Your wife is displaying some Red Flags here! They are:

-She has a couple of male friends she texts back and forth with in and out of work that she is very secretive about

-She is usually very dilegnent about erasing all comunications with them 

-she gets very defensive and tells me that I'm a jealous fool 

-She says they are just friends 

-Decreased sex

I'm wondering why she even stays with me. - She stays because you're taking care of her and her kids!

The signs above are signs of an affair. She may very well be involved in an emotional affair or two right now. The only way you'll find out for sure is to monitor her activities quietly.

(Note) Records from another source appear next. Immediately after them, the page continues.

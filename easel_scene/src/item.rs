// Copyright 2025 the Easel Authors
// SPDX-License-Identifier: Apache-2.0 OR MIT

//! Scene items: kind, geometry, style map, tags and flags.

use core::f64::consts::PI;

use hashbrown::HashMap;
use kurbo::{Affine, Arc, BezPath, Ellipse, Point, Rect, Shape, Vec2};
use smallvec::SmallVec;

use crate::types::{Color, ItemFlags, ItemKind, StyleAttr, Tag};

/// Flattening tolerance used when converting curved shapes to paths.
const PATH_TOLERANCE: f64 = 0.1;

/// Geometry of an item in scene coordinates.
#[derive(Clone, Debug)]
pub enum Geometry {
    /// Open path stroked with the item's width (lines and curves).
    Stroke(BezPath),
    /// Closed path (polygons).
    Polygon(BezPath),
    /// Axis-aligned rectangle.
    Rect(Rect),
    /// Ellipse.
    Oval(Ellipse),
    /// Pie slice of an ellipse.
    Arc(Arc),
    /// Opaque extent of text, bitmaps and embedded windows.
    Bounds(Rect),
}

impl Geometry {
    /// Conservative bounding box, not including stroke width.
    pub fn bounding_box(&self) -> Rect {
        match self {
            Self::Stroke(path) | Self::Polygon(path) => path.bounding_box(),
            Self::Rect(rect) | Self::Bounds(rect) => *rect,
            Self::Oval(ellipse) => ellipse.bounding_box(),
            Self::Arc(arc) => pie_slice(arc).bounding_box(),
        }
    }

    /// Translates every coordinate by `delta`.
    pub fn translate(&mut self, delta: Vec2) {
        match self {
            Self::Stroke(path) | Self::Polygon(path) => {
                path.apply_affine(Affine::translate(delta));
            }
            Self::Rect(rect) | Self::Bounds(rect) => *rect = *rect + delta,
            Self::Oval(ellipse) => *ellipse = Affine::translate(delta) * *ellipse,
            Self::Arc(arc) => arc.center += delta,
        }
    }

    /// Returns `true` if the geometry encloses an area that can be filled.
    pub fn is_closed(&self) -> bool {
        matches!(
            self,
            Self::Polygon(_) | Self::Rect(_) | Self::Oval(_) | Self::Arc(_)
        )
    }

    /// The path traced by the item's outline (or the line itself).
    pub(crate) fn outline(&self) -> BezPath {
        match self {
            Self::Stroke(path) | Self::Polygon(path) => path.clone(),
            Self::Rect(rect) | Self::Bounds(rect) => rect.to_path(PATH_TOLERANCE),
            Self::Oval(ellipse) => ellipse.to_path(PATH_TOLERANCE),
            Self::Arc(arc) => pie_slice(arc),
        }
    }

    /// Returns `true` if `pt` lies inside the enclosed area.
    pub(crate) fn area_contains(&self, pt: Point) -> bool {
        match self {
            Self::Stroke(_) => false,
            Self::Polygon(path) => path.contains(pt),
            Self::Rect(rect) | Self::Bounds(rect) => rect.contains(pt),
            Self::Oval(ellipse) => ellipse.contains(pt),
            Self::Arc(arc) => pie_slice(arc).contains(pt),
        }
    }
}

fn pie_slice(arc: &Arc) -> BezPath {
    let dir = Vec2::from_angle(arc.start_angle);
    let start = arc.center + Vec2::new(dir.x * arc.radii.x, dir.y * arc.radii.y);
    let mut path = BezPath::new();
    path.move_to(arc.center);
    path.line_to(start);
    path.extend(arc.append_iter(PATH_TOLERANCE));
    path.close_path();
    path
}

fn polyline(points: impl IntoIterator<Item = Point>) -> BezPath {
    let mut path = BezPath::new();
    for (i, pt) in points.into_iter().enumerate() {
        if i == 0 {
            path.move_to(pt);
        } else {
            path.line_to(pt);
        }
    }
    path
}

/// A drawable or embedded-control entity in the scene.
///
/// Items are built by scene construction code and then handed to
/// [`Scene::insert`](crate::Scene::insert). After insertion they are mutated
/// only through the [`Scene`](crate::Scene).
///
/// ```
/// use kurbo::Rect;
/// use easel_scene::{Item, ItemKind, StyleAttr, Tag};
///
/// let item = Item::rectangle(Rect::new(10.0, 10.0, 50.0, 40.0))
///     .with_style(StyleAttr::Outline, "red")
///     .with_stroke_width(3.0)
///     .with_tag(Tag::INTERACTIVE);
/// assert_eq!(item.kind(), ItemKind::Rectangle);
/// assert!(item.style(StyleAttr::Fill).is_none());
/// ```
#[derive(Clone, Debug)]
pub struct Item {
    kind: ItemKind,
    geometry: Geometry,
    stroke_width: f64,
    style: HashMap<StyleAttr, Color>,
    tags: SmallVec<[Tag; 2]>,
    flags: ItemFlags,
}

impl Item {
    fn from_parts(kind: ItemKind, geometry: Geometry) -> Self {
        Self {
            kind,
            geometry,
            stroke_width: 1.0,
            style: HashMap::new(),
            tags: SmallVec::new(),
            flags: ItemFlags::default(),
        }
    }

    /// Polyline through `points`.
    pub fn line(points: impl IntoIterator<Item = Point>) -> Self {
        Self::from_parts(ItemKind::Line, Geometry::Stroke(polyline(points)))
    }

    /// Curve along an already smoothed path.
    pub fn curve(path: BezPath) -> Self {
        Self::from_parts(ItemKind::Curve, Geometry::Stroke(path))
    }

    /// Closed polygon through `points`.
    ///
    /// With no points the polygon is empty and never hit.
    pub fn polygon(points: impl IntoIterator<Item = Point>) -> Self {
        let mut path = polyline(points);
        if !path.elements().is_empty() {
            path.close_path();
        }
        Self::from_parts(ItemKind::Polygon, Geometry::Polygon(path))
    }

    /// Rectangle.
    pub fn rectangle(rect: Rect) -> Self {
        Self::from_parts(ItemKind::Rectangle, Geometry::Rect(rect))
    }

    /// Oval inscribed in `bounds`.
    pub fn oval(bounds: Rect) -> Self {
        Self::from_parts(ItemKind::Oval, Geometry::Oval(Ellipse::from_rect(bounds)))
    }

    /// Pie-slice arc of the oval inscribed in `bounds`.
    ///
    /// Angles are in degrees, measured counter-clockwise (as seen on screen)
    /// from the positive x axis.
    pub fn arc(bounds: Rect, start_degrees: f64, extent_degrees: f64) -> Self {
        let to_rad = PI / 180.0;
        // Scene y grows downward, so a visually counter-clockwise angle is negative.
        let arc = Arc::new(
            bounds.center(),
            Vec2::new(bounds.width() / 2.0, bounds.height() / 2.0),
            -start_degrees * to_rad,
            -extent_degrees * to_rad,
            0.0,
        );
        Self::from_parts(ItemKind::Arc, Geometry::Arc(arc))
    }

    /// Text occupying `extent`, as laid out by the rendering surface.
    pub fn text(extent: Rect) -> Self {
        Self::from_parts(ItemKind::Text, Geometry::Bounds(extent))
    }

    /// Bitmap occupying `extent`.
    pub fn bitmap(extent: Rect) -> Self {
        Self::from_parts(ItemKind::Bitmap, Geometry::Bounds(extent))
    }

    /// Embedded control occupying `extent`.
    pub fn window(extent: Rect) -> Self {
        Self::from_parts(ItemKind::Window, Geometry::Bounds(extent))
    }

    /// Sets a style attribute.
    #[must_use]
    pub fn with_style(mut self, attr: StyleAttr, color: impl Into<Color>) -> Self {
        self.set_style(attr, Some(color.into()));
        self
    }

    /// Adds a tag.
    #[must_use]
    pub fn with_tag(mut self, tag: impl Into<Tag>) -> Self {
        self.add_tag(tag.into());
        self
    }

    /// Sets the stroke width (default `1.0`).
    #[must_use]
    pub fn with_stroke_width(mut self, width: f64) -> Self {
        self.stroke_width = width.max(0.0);
        self
    }

    /// Sets the flags (default `VISIBLE | PICKABLE`).
    #[must_use]
    pub fn with_flags(mut self, flags: ItemFlags) -> Self {
        self.flags = flags;
        self
    }

    /// The item's kind.
    pub fn kind(&self) -> ItemKind {
        self.kind
    }

    /// The item's geometry in scene coordinates.
    pub fn geometry(&self) -> &Geometry {
        &self.geometry
    }

    /// Stroke width in scene units.
    pub fn stroke_width(&self) -> f64 {
        self.stroke_width
    }

    /// Bounding box including half the stroke width.
    pub fn bounds(&self) -> Rect {
        let half = self.stroke_width / 2.0;
        self.geometry.bounding_box().inflate(half, half)
    }

    /// Returns the attribute's value, or `None` when unset or empty.
    pub fn style(&self, attr: StyleAttr) -> Option<&Color> {
        self.style.get(&attr).filter(|c| !c.is_empty())
    }

    /// Returns `true` if the item carries `tag`.
    pub fn has_tag(&self, tag: &Tag) -> bool {
        self.tags.iter().any(|t| t == tag)
    }

    /// The item's tags.
    pub fn tags(&self) -> &[Tag] {
        &self.tags
    }

    /// Visibility and picking flags.
    pub fn flags(&self) -> ItemFlags {
        self.flags
    }

    pub(crate) fn set_style(&mut self, attr: StyleAttr, value: Option<Color>) {
        match value {
            Some(color) => {
                self.style.insert(attr, color);
            }
            None => {
                self.style.remove(&attr);
            }
        }
    }

    pub(crate) fn add_tag(&mut self, tag: Tag) -> bool {
        if self.has_tag(&tag) {
            return false;
        }
        self.tags.push(tag);
        true
    }

    pub(crate) fn remove_tag(&mut self, tag: &Tag) -> bool {
        let before = self.tags.len();
        self.tags.retain(|t| t != tag);
        self.tags.len() != before
    }

    pub(crate) fn set_flags(&mut self, flags: ItemFlags) {
        self.flags = flags;
    }

    pub(crate) fn translate(&mut self, delta: Vec2) {
        self.geometry.translate(delta);
    }
}

#[cfg(test)]
mod tests {
    use super::*;

    #[test]
    fn translate_moves_every_geometry_kind() {
        let delta = Vec2::new(5.0, -2.0);
        let items = [
            Item::line([Point::new(0.0, 0.0), Point::new(10.0, 0.0)]),
            Item::polygon([Point::new(0.0, 0.0), Point::new(10.0, 0.0), Point::new(0.0, 10.0)]),
            Item::rectangle(Rect::new(0.0, 0.0, 10.0, 10.0)),
            Item::oval(Rect::new(0.0, 0.0, 10.0, 10.0)),
            Item::arc(Rect::new(0.0, 0.0, 10.0, 10.0), 0.0, 90.0),
            Item::bitmap(Rect::new(0.0, 0.0, 10.0, 10.0)),
        ];
        for mut item in items {
            let before = item.geometry().bounding_box();
            item.translate(delta);
            let after = item.geometry().bounding_box();
            assert!((after.x0 - before.x0 - delta.x).abs() < 1e-9, "{:?}", item.kind());
            assert!((after.y0 - before.y0 - delta.y).abs() < 1e-9, "{:?}", item.kind());
            assert!((after.width() - before.width()).abs() < 1e-9, "{:?}", item.kind());
        }
    }

    #[test]
    fn empty_polygon_is_inert() {
        let mut item = Item::polygon(core::iter::empty()).with_style(StyleAttr::Fill, "red");
        assert_eq!(item.kind(), ItemKind::Polygon);
        assert!(item.geometry().outline().elements().is_empty());
        item.translate(Vec2::new(3.0, 4.0));
        assert!(item.geometry().outline().elements().is_empty());
    }

    #[test]
    fn translate_leaves_style_alone() {
        let mut item =
            Item::oval(Rect::new(0.0, 0.0, 4.0, 4.0)).with_style(StyleAttr::Fill, "blue");
        item.translate(Vec2::new(1.0, 1.0));
        assert_eq!(item.style(StyleAttr::Fill), Some(&Color::from("blue")));
    }

    #[test]
    fn empty_style_reads_as_unset() {
        let item = Item::rectangle(Rect::new(0.0, 0.0, 4.0, 4.0)).with_style(StyleAttr::Fill, "");
        assert!(item.style(StyleAttr::Fill).is_none());
    }

    #[test]
    fn clearing_a_style_removes_it() {
        let mut item =
            Item::rectangle(Rect::new(0.0, 0.0, 4.0, 4.0)).with_style(StyleAttr::Outline, "red");
        item.set_style(StyleAttr::Outline, None);
        assert!(item.style(StyleAttr::Outline).is_none());
    }

    #[test]
    fn tags_are_deduplicated() {
        let mut item = Item::text(Rect::new(0.0, 0.0, 4.0, 4.0)).with_tag(Tag::INTERACTIVE);
        assert!(!item.add_tag(Tag::INTERACTIVE));
        assert_eq!(item.tags().len(), 1);
        assert!(item.remove_tag(&Tag::INTERACTIVE));
        assert!(!item.has_tag(&Tag::INTERACTIVE));
    }

    #[test]
    fn quarter_arc_covers_its_quadrant() {
        // 0..90 degrees counter-clockwise on screen is the upper-right quadrant.
        let arc = Item::arc(Rect::new(0.0, 0.0, 20.0, 20.0), 0.0, 90.0);
        assert!(arc.geometry().area_contains(Point::new(14.0, 6.0)));
        assert!(!arc.geometry().area_contains(Point::new(6.0, 14.0)));
    }
}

Put a key logger on her PC, put a VAR under the front seat of her car and continue to monitore the cell phone bill

Also, do some reading in the Coping With Infidelity section for a crash course in cheating spouses


----------



## Sbrown (Jul 29, 2012)

:iagree:


----------



## kingsfan (Jun 4, 2012)

Toffer said:


> DING! DING! DING!
> 
> Warning Will Robinson Warning!
> 
> ...


When the explaination of all the warning signs is longer than the original post, there is a HUGE problem.

I'd insist on seeing all the text messages, and point out the reason you want to see them is due to a decreased sex life, no desires towards you, and all the other red flags which Toffer pointed out. Snooping one thing, but when there is a valid concern behind it, you have a right to protect your own interest as well, and you understandably have your guard up.


----------



## jaharthur (May 25, 2012)

HopelesslyHopeless said:


> My wife & I have been together for a couple of years and recently married this past spring. Sex in the beginning was great. I told her of my fantasy of having her go braless in public and occasionally doing something sexual on the internet in front of a consenting adult. We did this a few times in the beginning of our relationship and she soon soured from it and has been most unwilling to participate. We go thru times when I'll ask her to do it, she'll say no but once in a while she will say yes, build my hopes up only to change her mind. She doesn't seem to understand how it hurts when she does that.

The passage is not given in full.